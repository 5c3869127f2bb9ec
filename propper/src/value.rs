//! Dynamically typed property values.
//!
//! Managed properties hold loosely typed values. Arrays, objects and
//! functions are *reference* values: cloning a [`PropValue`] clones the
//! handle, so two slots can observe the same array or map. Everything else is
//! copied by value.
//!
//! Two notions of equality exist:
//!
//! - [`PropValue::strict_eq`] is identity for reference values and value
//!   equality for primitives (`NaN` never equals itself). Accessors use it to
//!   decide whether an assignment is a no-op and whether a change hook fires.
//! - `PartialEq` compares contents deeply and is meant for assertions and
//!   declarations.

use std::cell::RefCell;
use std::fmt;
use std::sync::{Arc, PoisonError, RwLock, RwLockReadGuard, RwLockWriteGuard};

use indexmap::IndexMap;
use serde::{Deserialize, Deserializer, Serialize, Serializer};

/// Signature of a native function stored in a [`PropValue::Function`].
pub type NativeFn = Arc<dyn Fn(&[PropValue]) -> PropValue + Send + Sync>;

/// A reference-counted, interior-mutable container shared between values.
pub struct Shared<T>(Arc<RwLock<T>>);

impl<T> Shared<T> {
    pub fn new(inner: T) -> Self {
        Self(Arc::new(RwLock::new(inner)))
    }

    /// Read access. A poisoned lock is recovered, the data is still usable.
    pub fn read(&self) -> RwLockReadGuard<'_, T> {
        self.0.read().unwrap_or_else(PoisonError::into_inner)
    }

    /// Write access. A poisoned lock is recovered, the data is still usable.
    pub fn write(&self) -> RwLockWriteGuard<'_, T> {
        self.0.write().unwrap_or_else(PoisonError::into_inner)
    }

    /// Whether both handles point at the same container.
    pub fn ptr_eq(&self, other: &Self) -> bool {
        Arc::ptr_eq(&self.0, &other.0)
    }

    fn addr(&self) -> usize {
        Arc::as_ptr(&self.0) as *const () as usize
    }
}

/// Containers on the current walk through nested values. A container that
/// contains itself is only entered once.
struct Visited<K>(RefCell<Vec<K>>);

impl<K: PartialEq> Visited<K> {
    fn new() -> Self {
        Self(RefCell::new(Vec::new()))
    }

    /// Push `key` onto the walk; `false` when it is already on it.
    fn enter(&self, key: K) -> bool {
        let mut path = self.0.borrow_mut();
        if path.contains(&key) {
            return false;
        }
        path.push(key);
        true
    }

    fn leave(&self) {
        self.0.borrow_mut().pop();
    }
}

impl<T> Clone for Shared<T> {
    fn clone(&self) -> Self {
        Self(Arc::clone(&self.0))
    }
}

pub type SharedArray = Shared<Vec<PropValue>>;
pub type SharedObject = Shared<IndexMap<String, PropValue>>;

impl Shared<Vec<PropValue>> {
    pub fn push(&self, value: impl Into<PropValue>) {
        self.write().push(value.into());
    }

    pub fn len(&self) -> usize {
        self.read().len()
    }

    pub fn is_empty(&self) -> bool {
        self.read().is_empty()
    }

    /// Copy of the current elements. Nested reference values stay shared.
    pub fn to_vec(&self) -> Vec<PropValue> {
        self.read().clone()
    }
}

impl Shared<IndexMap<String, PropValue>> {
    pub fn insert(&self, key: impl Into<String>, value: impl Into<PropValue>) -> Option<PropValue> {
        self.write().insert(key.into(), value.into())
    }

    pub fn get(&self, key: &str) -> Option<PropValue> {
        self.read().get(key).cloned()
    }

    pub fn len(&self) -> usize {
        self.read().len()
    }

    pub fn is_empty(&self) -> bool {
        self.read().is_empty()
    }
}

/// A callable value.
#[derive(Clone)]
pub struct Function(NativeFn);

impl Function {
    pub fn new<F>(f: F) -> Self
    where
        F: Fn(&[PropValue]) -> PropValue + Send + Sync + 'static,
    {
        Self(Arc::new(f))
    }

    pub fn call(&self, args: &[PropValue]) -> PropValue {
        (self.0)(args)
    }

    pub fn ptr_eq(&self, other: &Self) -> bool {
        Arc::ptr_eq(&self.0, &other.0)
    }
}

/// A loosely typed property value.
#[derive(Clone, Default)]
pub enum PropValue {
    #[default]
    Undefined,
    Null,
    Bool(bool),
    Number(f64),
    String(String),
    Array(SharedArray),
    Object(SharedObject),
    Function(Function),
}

= = = = = = =

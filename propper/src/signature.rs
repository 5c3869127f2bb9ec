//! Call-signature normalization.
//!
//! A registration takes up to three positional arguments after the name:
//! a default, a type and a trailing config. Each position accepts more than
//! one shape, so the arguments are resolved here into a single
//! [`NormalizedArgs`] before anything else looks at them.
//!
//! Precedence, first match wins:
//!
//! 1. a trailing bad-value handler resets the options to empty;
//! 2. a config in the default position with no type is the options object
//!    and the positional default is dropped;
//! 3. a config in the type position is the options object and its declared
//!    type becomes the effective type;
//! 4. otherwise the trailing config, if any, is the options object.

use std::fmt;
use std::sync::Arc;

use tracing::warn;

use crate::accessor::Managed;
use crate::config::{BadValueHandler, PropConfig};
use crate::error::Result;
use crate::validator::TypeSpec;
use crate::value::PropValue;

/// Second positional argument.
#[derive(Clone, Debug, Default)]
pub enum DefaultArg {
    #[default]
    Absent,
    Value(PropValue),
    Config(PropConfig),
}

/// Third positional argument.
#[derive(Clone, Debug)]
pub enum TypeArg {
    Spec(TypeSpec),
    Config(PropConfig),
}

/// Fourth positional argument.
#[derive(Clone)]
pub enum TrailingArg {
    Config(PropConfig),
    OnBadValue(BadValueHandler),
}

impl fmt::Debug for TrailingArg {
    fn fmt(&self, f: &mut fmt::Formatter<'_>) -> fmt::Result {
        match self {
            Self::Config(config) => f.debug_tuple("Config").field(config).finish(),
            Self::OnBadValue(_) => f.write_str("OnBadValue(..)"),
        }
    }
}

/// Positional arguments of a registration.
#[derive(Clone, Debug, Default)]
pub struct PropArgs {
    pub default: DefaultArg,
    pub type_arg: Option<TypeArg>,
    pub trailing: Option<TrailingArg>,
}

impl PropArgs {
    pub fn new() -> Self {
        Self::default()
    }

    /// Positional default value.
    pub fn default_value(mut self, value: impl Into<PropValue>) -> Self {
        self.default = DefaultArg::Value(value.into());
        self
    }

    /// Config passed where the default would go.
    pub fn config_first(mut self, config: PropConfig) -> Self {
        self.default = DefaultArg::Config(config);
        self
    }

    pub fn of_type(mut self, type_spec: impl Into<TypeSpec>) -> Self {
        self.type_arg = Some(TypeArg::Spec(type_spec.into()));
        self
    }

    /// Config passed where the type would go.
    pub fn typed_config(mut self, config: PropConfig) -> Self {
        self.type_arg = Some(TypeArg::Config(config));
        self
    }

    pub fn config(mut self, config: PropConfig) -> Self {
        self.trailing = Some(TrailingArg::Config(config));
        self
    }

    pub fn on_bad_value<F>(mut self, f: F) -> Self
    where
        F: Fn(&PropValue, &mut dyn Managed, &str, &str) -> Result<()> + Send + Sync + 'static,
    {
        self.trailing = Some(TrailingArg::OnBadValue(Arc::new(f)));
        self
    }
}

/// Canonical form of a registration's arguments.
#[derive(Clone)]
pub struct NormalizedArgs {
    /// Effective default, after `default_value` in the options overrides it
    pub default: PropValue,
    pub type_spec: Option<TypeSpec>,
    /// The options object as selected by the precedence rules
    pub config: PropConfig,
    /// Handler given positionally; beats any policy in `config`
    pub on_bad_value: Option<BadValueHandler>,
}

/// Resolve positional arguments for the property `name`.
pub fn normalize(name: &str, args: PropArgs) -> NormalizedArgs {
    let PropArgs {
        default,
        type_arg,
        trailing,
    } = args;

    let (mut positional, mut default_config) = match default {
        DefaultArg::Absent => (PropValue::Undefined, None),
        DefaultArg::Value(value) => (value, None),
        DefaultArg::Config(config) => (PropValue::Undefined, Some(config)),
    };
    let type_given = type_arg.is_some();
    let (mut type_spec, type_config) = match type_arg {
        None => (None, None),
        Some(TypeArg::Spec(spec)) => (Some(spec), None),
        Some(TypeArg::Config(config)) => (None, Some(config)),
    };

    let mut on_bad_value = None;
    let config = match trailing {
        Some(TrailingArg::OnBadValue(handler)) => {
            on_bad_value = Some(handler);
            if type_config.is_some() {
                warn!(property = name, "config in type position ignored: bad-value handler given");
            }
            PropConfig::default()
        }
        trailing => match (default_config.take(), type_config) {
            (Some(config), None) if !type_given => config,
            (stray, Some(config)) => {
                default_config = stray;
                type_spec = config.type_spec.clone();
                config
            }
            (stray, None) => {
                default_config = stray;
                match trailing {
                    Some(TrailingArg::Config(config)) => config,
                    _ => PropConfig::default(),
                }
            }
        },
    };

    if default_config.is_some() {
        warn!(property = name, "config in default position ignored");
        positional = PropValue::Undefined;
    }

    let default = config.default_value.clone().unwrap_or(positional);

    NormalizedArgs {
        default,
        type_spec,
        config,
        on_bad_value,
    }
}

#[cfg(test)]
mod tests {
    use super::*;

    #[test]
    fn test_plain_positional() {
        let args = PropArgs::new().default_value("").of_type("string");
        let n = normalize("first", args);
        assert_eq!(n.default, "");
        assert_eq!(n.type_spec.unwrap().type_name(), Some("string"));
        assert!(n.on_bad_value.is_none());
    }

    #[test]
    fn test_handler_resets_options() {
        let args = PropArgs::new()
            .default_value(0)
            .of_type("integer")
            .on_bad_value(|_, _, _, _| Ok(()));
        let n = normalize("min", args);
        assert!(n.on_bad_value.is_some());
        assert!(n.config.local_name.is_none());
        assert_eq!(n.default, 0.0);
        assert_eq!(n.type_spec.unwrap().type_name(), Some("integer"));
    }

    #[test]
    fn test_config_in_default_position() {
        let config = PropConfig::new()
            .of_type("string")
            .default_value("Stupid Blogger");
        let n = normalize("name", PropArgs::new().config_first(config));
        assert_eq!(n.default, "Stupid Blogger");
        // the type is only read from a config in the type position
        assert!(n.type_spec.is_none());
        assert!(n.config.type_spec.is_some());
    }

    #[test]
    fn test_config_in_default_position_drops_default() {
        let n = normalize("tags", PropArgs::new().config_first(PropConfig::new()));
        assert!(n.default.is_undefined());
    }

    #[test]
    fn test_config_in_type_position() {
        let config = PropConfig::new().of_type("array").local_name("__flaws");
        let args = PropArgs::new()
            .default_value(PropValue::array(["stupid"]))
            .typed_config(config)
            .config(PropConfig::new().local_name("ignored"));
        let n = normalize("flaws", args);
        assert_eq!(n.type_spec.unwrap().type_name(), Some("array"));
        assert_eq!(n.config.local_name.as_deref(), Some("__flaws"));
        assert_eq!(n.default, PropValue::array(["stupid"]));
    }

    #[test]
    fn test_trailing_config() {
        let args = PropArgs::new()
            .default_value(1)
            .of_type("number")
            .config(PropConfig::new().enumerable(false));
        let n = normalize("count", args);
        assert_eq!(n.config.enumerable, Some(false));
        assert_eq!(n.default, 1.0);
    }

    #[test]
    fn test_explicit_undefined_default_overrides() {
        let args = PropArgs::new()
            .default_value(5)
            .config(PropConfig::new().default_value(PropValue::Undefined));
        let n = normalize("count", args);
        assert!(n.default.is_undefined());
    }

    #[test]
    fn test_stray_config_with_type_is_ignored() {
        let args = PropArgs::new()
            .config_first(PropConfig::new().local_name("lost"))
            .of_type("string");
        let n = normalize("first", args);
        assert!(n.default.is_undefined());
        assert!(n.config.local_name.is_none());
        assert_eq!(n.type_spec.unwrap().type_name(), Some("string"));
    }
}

= = = = = = =

**Aim of the exercise**
Return each line in the records that holds the string "container".

**Written solution**
/// A reference-counted, interior-mutable container shared between values.
    /// Whether both handles point at the same container.
/// Containers on the current walk through nested values. A container that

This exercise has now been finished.